SUPPLIED ENTRIES:
--
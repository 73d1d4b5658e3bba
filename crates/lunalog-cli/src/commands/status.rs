use lunalog_core::{parse_cycles, period_status, Config, EventStore};

use super::parse_date;

pub fn run(date: Option<String>) -> Result<(), Box<dyn std::error::Error>> {
    let config = Config::load()?;
    let store = EventStore::from_config(&config)?;
    let events = store.load()?;

    let today = match date {
        Some(raw) => parse_date(&raw)?,
        None => chrono::Local::now().date_naive(),
    };

    let status = period_status(&parse_cycles(&events), today, &config.tracker);
    println!("{}", serde_json::to_string_pretty(&status)?);
    Ok(())
}
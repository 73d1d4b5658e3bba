use clap::Subcommand;
use lunalog_core::Config;

#[derive(Subcommand)]
pub enum ConfigAction {
    /// Get a config value
    Get {
        /// Config key (e.g. "tracker.default_cycle_days")
        key: String,
    },
    /// Set a config value
    Set {
        /// Config key
        key: String,
        /// New value
        value: String,
    },
    /// List all config values
    List,
    /// Reset config to defaults
    Reset,
}

pub fn run(action: ConfigAction) -> Result<(), Box<dyn std::error::Error>> {
    match action {
        ConfigAction::Get { key } => {
            let config = Config::load()?;
            match config.get(&key) {
                Some(value) => println!("{value}"),
                None => {
                    eprintln!("unknown key: {key}");
                    std::process::exit(1);
                }
            }
        }
        ConfigAction::Set { key, value } => {
            let mut config = Config::load()?;
            config.set(&key, &value)?;
            println!("ok");
        }
        ConfigAction::List => {
            let config = Config::load()?;
            let json = serde_json::to_string_pretty(&config)?;
            println!("{json}");
        }
        ConfigAction::Reset => {
            let config = Config::default();
            config.save()?;
            println!("config reset to defaults");
        }
    }
    Ok(())
}
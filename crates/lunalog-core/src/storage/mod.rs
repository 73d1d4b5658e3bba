mod config;
mod store;

pub use config::{Config, StoreConfig, TrackerConfig};
pub use store::EventStore;

use std::path::PathBuf;

use crate::error::Result;

/// Returns `~/.config/lunalog[-dev]/` based on LUNALOG_ENV.
///
/// Set LUNALOG_ENV=dev to use the development data directory.
///
/// # Errors
/// Returns an error if creating the config directory fails.
pub fn data_dir() -> Result<PathBuf> {
    let base_dir = dirs::home_dir()
        .unwrap_or_else(|| PathBuf::from("."))
        .join(".config");

    let env = std::env::var("LUNALOG_ENV").unwrap_or_else(|_| "production".to_string());

    let dir = if env == "dev" {
        base_dir.join("lunalog-dev")
    } else {
        base_dir.join("lunalog")
    };

    std::fs::create_dir_all(&dir)?;
    Ok(dir)
}
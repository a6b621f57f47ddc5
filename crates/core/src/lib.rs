//! omni-core: Core library for the omni storage CLI
//!
//! This crate provides the core functionality for omni, including:
//! - Normalized metadata records and per-backend field registries
//! - Search expressions, filtering, sorting and limiting of records
//! - The StorageClient trait implemented by every backend adapter
//! - A local filesystem backend
//! - Directory copy and sync between local and remote folders
//! - Configuration and remote management
//!
//! This crate is independent of any storage SDK; adapters live in their
//! own crates.

pub mod client;
pub mod config;
pub mod error;
pub mod local;
pub mod path;
pub mod query;
pub mod record;
pub mod remote;
pub mod sync;

pub use client::{BackendKind, StorageClient, join_remote};
pub use config::{Config, ConfigManager, Defaults};
pub use error::{Error, QueryError, Result};
pub use local::LocalClient;
pub use path::{Location, RemotePath, parse_location, parse_remote};
pub use query::{FieldRegistry, Predicate, QueryParser, RecordFilter, filter_records};
pub use record::MetadataRecord;
pub use remote::{BackendConfig, Remote, RemoteManager};
pub use sync::{DirSync, Direction, SyncMode, SyncOptions, SyncPlan, SyncReport};
//! sync command - Copy or synchronize a directory between a local path and a remote
//!
//! The plan is computed before anything is transferred, so `--dry-run`
//! shows exactly what a real run would do.

use clap::Args;
use indicatif::{ProgressBar, ProgressStyle};
use omni_core::sync::PlanEntry;
use omni_core::{DirSync, Direction, SyncMode, SyncOptions, SyncPlan, SyncReport};
use serde::Serialize;

use crate::commands::{parse_arg, resolve_transfer};
use crate::connect::open_remote;
use crate::exit_code::ExitCode;
use crate::output::{Formatter, OutputConfig};

/// Copy or synchronize a directory
#[derive(Args, Debug)]
pub struct SyncArgs {
    /// Source folder (local path or REMOTE:PATH)
    pub source: String,

    /// Destination folder (local path or REMOTE:PATH)
    pub destination: String,

    /// Include subfolders
    #[arg(short, long)]
    pub recursive: bool,

    /// Replace files that already exist at the destination
    #[arg(long)]
    pub overwrite: bool,

    /// Keep going when a transfer fails and report failures at the end
    #[arg(long)]
    pub skip_failures: bool,

    /// Never touch files that already exist at the destination
    #[arg(long, conflicts_with = "overwrite")]
    pub skip_existing: bool,

    /// Transfer every source file instead of only the missing ones
    #[arg(long)]
    pub copy: bool,

    /// Show the plan without transferring anything
    #[arg(short = 'n', long)]
    pub dry_run: bool,
}

impl SyncArgs {
    fn mode(&self) -> SyncMode {
        if self.copy {
            SyncMode::Copy
        } else {
            SyncMode::Sync
        }
    }

    fn options(&self) -> SyncOptions {
        SyncOptions {
            recursive: self.recursive,
            overwrite: self.overwrite,
            skip_failures: self.skip_failures,
            skip_existing: self.skip_existing,
        }
    }
}

#[derive(Debug, Serialize)]
struct SyncOutput {
    source: String,
    destination: String,
    direction: Direction,
    mode: SyncMode,
    dry_run: bool,
    transferred: Vec<String>,
    skipped: Vec<String>,
    failures: Vec<FailureInfo>,
}

#[derive(Debug, Serialize)]
struct FailureInfo {
    path: String,
    error: String,
}

/// Execute the sync command
pub async fn execute(args: SyncArgs, output_config: OutputConfig) -> ExitCode {
    let formatter = Formatter::new(output_config);

    let source = match parse_arg(&args.source, &formatter) {
        Ok(l) => l,
        Err(code) => return code,
    };
    let destination = match parse_arg(&args.destination, &formatter) {
        Ok(l) => l,
        Err(code) => return code,
    };

    let (local, remote, direction) = match resolve_transfer(source, destination) {
        Ok(t) => t,
        Err(message) => {
            formatter.error(&message);
            return ExitCode::UsageError;
        }
    };

    let client = match open_remote(&remote).await {
        Ok(c) => c,
        Err(e) => return formatter.fail(&format!("Failed to open remote '{}'", remote.remote), &e),
    };
    let engine = DirSync::new(client.as_ref());

    let plan = match engine
        .plan(direction, args.mode(), &local, &remote.path, args.options())
        .await
    {
        Ok(p) => p,
        Err(e) => return formatter.fail("Failed to plan transfer", &e),
    };

    if args.dry_run {
        print_plan(&args, &plan, &formatter);
        return ExitCode::Success;
    }

    let progress = progress_bar(&plan, &formatter);
    let result = engine
        .execute_with(&plan, |entry: &PlanEntry| {
            if let Some(pb) = &progress {
                pb.set_message(entry.relative_path.clone());
                pb.inc(1);
            } else if !formatter.is_json() {
                formatter.println(&format!("+ {}", entry.relative_path));
            }
        })
        .await;
    if let Some(pb) = &progress {
        pb.finish_and_clear();
    }

    let report = match result {
        Ok(r) => r,
        Err(e) => return formatter.fail("Transfer aborted", &e),
    };

    print_report(&args, &plan, &report, &formatter);

    if report.is_success() {
        ExitCode::Success
    } else {
        ExitCode::GeneralError
    }
}

fn progress_bar(plan: &SyncPlan, formatter: &Formatter) -> Option<ProgressBar> {
    if !formatter.show_progress() || plan.is_noop() {
        return None;
    }
    let pb = ProgressBar::new(plan.transfer_count() as u64);
    let style = ProgressStyle::default_bar()
        .template("{spinner:.green} [{bar:40.cyan/blue}] {pos}/{len} {msg}")
        .unwrap_or_else(|_| ProgressStyle::default_bar())
        .progress_chars("#>-");
    pb.set_style(style);
    Some(pb)
}

fn print_plan(args: &SyncArgs, plan: &SyncPlan, formatter: &Formatter) {
    if formatter.is_json() {
        formatter.json(&SyncOutput {
            source: args.source.clone(),
            destination: args.destination.clone(),
            direction: plan.direction,
            mode: plan.mode,
            dry_run: true,
            transferred: plan.transfers().map(|e| e.relative_path.clone()).collect(),
            skipped: plan.skipped().map(|e| e.relative_path.clone()).collect(),
            failures: Vec::new(),
        });
        return;
    }

    formatter.println("Dry run mode - no changes will be made:");
    for entry in plan.transfers() {
        let marker = if entry.exists_at_destination { "~" } else { "+" };
        formatter.println(&format!("  {marker} {}", entry.relative_path));
    }
    formatter.println(&format!(
        "Summary: {} to {}, {} skipped",
        plan.transfer_count(),
        plan.direction,
        plan.skipped().count()
    ));
}

fn print_report(args: &SyncArgs, plan: &SyncPlan, report: &SyncReport, formatter: &Formatter) {
    if formatter.is_json() {
        formatter.json(&SyncOutput {
            source: args.source.clone(),
            destination: args.destination.clone(),
            direction: plan.direction,
            mode: plan.mode,
            dry_run: false,
            transferred: report.completed.clone(),
            skipped: report.skipped.clone(),
            failures: report
                .failures
                .iter()
                .map(|f| FailureInfo {
                    path: f.relative_path.clone(),
                    error: f.error.to_string(),
                })
                .collect(),
        });
        return;
    }

    for failure in &report.failures {
        formatter.error(&format!("Failed to {} {failure}", plan.direction));
    }
    if !report.failures.is_empty() {
        formatter.warning("Rerun the same command to retry; completed files are skipped");
    }
    formatter.println(&format!(
        "Sync complete: {} transferred, {} skipped, {} failed",
        report.completed.len(),
        report.skipped.len(),
        report.failures.len()
    ));
}
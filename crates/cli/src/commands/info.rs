//! info command - Show file or folder metadata

use clap::Args;
use jiff::tz::TimeZone;
use omni_core::query::{render_bytes, render_datetime};
use omni_core::{Error, Location, MetadataRecord};

use crate::commands::parse_arg;
use crate::connect::{open_file, open_folder};
use crate::exit_code::ExitCode;
use crate::output::{Formatter, OutputConfig, Role};

const KEY_WIDTH: usize = 14;

/// Show metadata for one or more paths
#[derive(Args, Debug)]
pub struct InfoArgs {
    /// Paths to inspect (REMOTE:PATH or local paths)
    #[arg(required = true)]
    pub paths: Vec<String>,

    /// Treat the paths as folders and report aggregate size and file count
    #[arg(long)]
    pub folder: bool,
}

/// Execute the info command
pub async fn execute(args: InfoArgs, output_config: OutputConfig) -> ExitCode {
    let formatter = Formatter::new(output_config);
    let tz = TimeZone::system();

    let mut records = Vec::with_capacity(args.paths.len());
    let mut exit = ExitCode::Success;

    for (i, input) in args.paths.iter().enumerate() {
        let location = match parse_arg(input, &formatter) {
            Ok(l) => l,
            Err(code) => {
                exit = code;
                continue;
            }
        };

        match fetch(&location, args.folder).await {
            Ok(record) => {
                if formatter.is_json() {
                    records.push(record);
                } else {
                    if i > 0 {
                        formatter.println("");
                    }
                    print_record(&record, &tz, &formatter);
                }
            }
            Err(e) => exit = formatter.fail(&format!("Failed to inspect {location}"), &e),
        }
    }

    if formatter.is_json() {
        formatter.json(&records);
    }

    exit
}

async fn fetch(location: &Location, folder: bool) -> Result<MetadataRecord, Error> {
    if folder {
        let target = open_folder(location).await?;
        target.client.folder_metadata(&target.path).await
    } else {
        let target = open_file(location).await?;
        target.client.file_metadata(&target.path).await
    }
}

fn print_record(record: &MetadataRecord, tz: &TimeZone, formatter: &Formatter) {
    for (key, value) in describe(record, tz) {
        let value = match key {
            "Name" if record.is_folder => formatter.paint(Role::Folder, &value),
            "Size" => formatter.paint(Role::Size, &value),
            "Last modified" => formatter.paint(Role::Timestamp, &value),
            _ => value,
        };
        formatter.key_value(&format!("{key}:"), &value, KEY_WIDTH);
    }
}

/// Human-readable properties of a record, skipping unknown values
fn describe(record: &MetadataRecord, tz: &TimeZone) -> Vec<(&'static str, String)> {
    let mut lines = vec![
        ("Name", record.name.clone()),
        ("Path", record.path.clone()),
        ("Container", record.container.clone()),
    ];
    if record.identifier != record.path {
        lines.push(("ID", record.identifier.clone()));
    }
    lines.push((
        "Kind",
        if record.is_folder { "folder" } else { "file" }.to_string(),
    ));
    if let Some(size) = record.size {
        lines.push(("Size", format!("{} ({size} bytes)", render_bytes(size))));
    }
    if let Some(files) = record.num_files {
        lines.push(("Files", files.to_string()));
    }
    if let Some(mime) = &record.mime_type
        && !record.is_folder
    {
        lines.push(("Type", mime.clone()));
    }
    if let Some(ts) = record.last_modified {
        lines.push(("Last modified", render_datetime(ts, tz)));
    }
    lines
}

#[cfg(test)]
mod tests {
    use super::*;

    #[test]
    fn test_describe_file() {
        let record = MetadataRecord::file("media", "raw/IMG_0001.jpg", 2_000)
            .with_mime_type("image/jpeg")
            .with_last_modified("2019-06-01T12:00:00Z".parse().unwrap());
        let lines = describe(&record, &TimeZone::UTC);
        let keys: Vec<&str> = lines.iter().map(|(k, _)| *k).collect();
        assert_eq!(
            keys,
            ["Name", "Path", "Container", "Kind", "Size", "Type", "Last modified"]
        );
        assert_eq!(lines[4].1, "2 KB (2000 bytes)");
    }

    #[test]
    fn test_describe_folder() {
        let record = MetadataRecord::folder("drive", "Reports")
            .with_identifier("9XyZ")
            .with_folder_stats(1_500, 3);
        let lines = describe(&record, &TimeZone::UTC);
        assert!(lines.contains(&("ID", "9XyZ".to_string())));
        assert!(lines.contains(&("Kind", "folder".to_string())));
        assert!(lines.contains(&("Files", "3".to_string())));
        assert!(!lines.iter().any(|(k, _)| *k == "Type"));
    }
}
//! omni-http: plain HTTP backend for omni
//!
//! Treats an HTTP server as a flat key space: uploads are `PUT`, downloads
//! are `GET`, deletes are `DELETE` and file metadata comes from `HEAD`.
//! HTTP has no listing primitive, so folder operations are unsupported.

mod client;

pub use client::HttpClient;
//! In-memory storage client used by the integration tests

#![allow(dead_code)]

use std::collections::{BTreeMap, BTreeSet};
use std::path::Path;
use std::sync::Mutex;

use async_trait::async_trait;
use omni_core::{BackendKind, Error, MetadataRecord, Result, StorageClient};

#[derive(Default)]
pub struct MemoryClient {
    files: Mutex<BTreeMap<String, Vec<u8>>>,
    failing: Mutex<BTreeSet<String>>,
    calls: Mutex<Vec<String>>,
}

impl MemoryClient {
    pub fn new() -> Self {
        Self::default()
    }

    pub fn with_files(files: &[(&str, &str)]) -> Self {
        let client = Self::new();
        for (path, content) in files {
            client.put(path, content);
        }
        client
    }

    pub fn put(&self, path: &str, content: &str) {
        self.files
            .lock()
            .unwrap()
            .insert(path.to_string(), content.as_bytes().to_vec());
    }

    pub fn get(&self, path: &str) -> Option<String> {
        self.files
            .lock()
            .unwrap()
            .get(path)
            .map(|b| String::from_utf8_lossy(b).into_owned())
    }

    pub fn paths(&self) -> Vec<String> {
        self.files.lock().unwrap().keys().cloned().collect()
    }

    /// Make every operation on `path` fail
    pub fn fail_on(&self, path: &str) {
        self.failing.lock().unwrap().insert(path.to_string());
    }

    /// Mutating calls in the order they were made, e.g. `upload:root/a.txt`
    pub fn calls(&self) -> Vec<String> {
        self.calls.lock().unwrap().clone()
    }

    fn record(&self, op: &str, path: &str) -> Result<()> {
        self.calls.lock().unwrap().push(format!("{op}:{path}"));
        if self.failing.lock().unwrap().contains(path) {
            return Err(Error::Network(format!("injected failure for {path}")));
        }
        Ok(())
    }
}

fn prefix_of(path: &str) -> String {
    let trimmed = path.trim_matches('/');
    if trimmed.is_empty() {
        String::new()
    } else {
        format!("{trimmed}/")
    }
}

#[async_trait]
impl StorageClient for MemoryClient {
    fn kind(&self) -> BackendKind {
        BackendKind::S3
    }

    async fn list_folder(&self, path: &str, recursive: bool) -> Result<Vec<MetadataRecord>> {
        let prefix = prefix_of(path);
        let files = self.files.lock().unwrap();
        let mut records = Vec::new();
        let mut folders = BTreeSet::new();
        let mut found = false;

        for (key, content) in files.iter() {
            let Some(rest) = key.strip_prefix(&prefix) else {
                continue;
            };
            found = true;
            match rest.split_once('/') {
                Some((folder, _)) if !recursive => {
                    folders.insert(folder.to_string());
                }
                _ => records.push(MetadataRecord::file("memory", rest, content.len() as u64)),
            }
        }

        if !found && !prefix.is_empty() {
            return Err(Error::NotFound(path.to_string()));
        }

        records.extend(folders.into_iter().map(|f| MetadataRecord::folder("memory", f)));
        Ok(records)
    }

    async fn file_metadata(&self, path: &str) -> Result<MetadataRecord> {
        let files = self.files.lock().unwrap();
        files
            .get(path)
            .map(|content| MetadataRecord::file("memory", path, content.len() as u64))
            .ok_or_else(|| Error::NotFound(path.to_string()))
    }

    async fn folder_metadata(&self, path: &str) -> Result<MetadataRecord> {
        let prefix = prefix_of(path);
        let files = self.files.lock().unwrap();
        let (size, count) = files
            .iter()
            .filter(|(k, _)| k.starts_with(&prefix))
            .fold((0, 0), |(s, n), (_, v)| (s + v.len() as u64, n + 1));
        Ok(MetadataRecord::folder("memory", path).with_folder_stats(size, count))
    }

    async fn upload(&self, local: &Path, remote: &str, _content_type: Option<&str>) -> Result<()> {
        self.record("upload", remote)?;
        let content = tokio::fs::read(local).await?;
        self.files.lock().unwrap().insert(remote.to_string(), content);
        Ok(())
    }

    async fn download(&self, remote: &str, local: &Path) -> Result<()> {
        self.record("download", remote)?;
        let content = self
            .files
            .lock()
            .unwrap()
            .get(remote)
            .cloned()
            .ok_or_else(|| Error::NotFound(remote.to_string()))?;
        if let Some(parent) = local.parent() {
            tokio::fs::create_dir_all(parent).await?;
        }
        tokio::fs::write(local, content).await?;
        Ok(())
    }

    async fn delete(&self, path: &str) -> Result<()> {
        self.record("delete", path)?;
        self.files
            .lock()
            .unwrap()
            .remove(path)
            .map(|_| ())
            .ok_or_else(|| Error::NotFound(path.to_string()))
    }

    async fn delete_folder(&self, path: &str) -> Result<()> {
        self.record("delete_folder", path)?;
        let prefix = prefix_of(path);
        self.files
            .lock()
            .unwrap()
            .retain(|k, _| !k.starts_with(&prefix));
        Ok(())
    }
}

/// Create files below `root`, making parent directories
pub fn write_tree(root: &Path, files: &[(&str, &str)]) {
    for (path, content) in files {
        let full = root.join(path);
        if let Some(parent) = full.parent() {
            std::fs::create_dir_all(parent).unwrap();
        }
        std::fs::write(full, content).unwrap();
    }
}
--
For the string "TimeZone", count the matching lines in the listing and give that number by itself.

6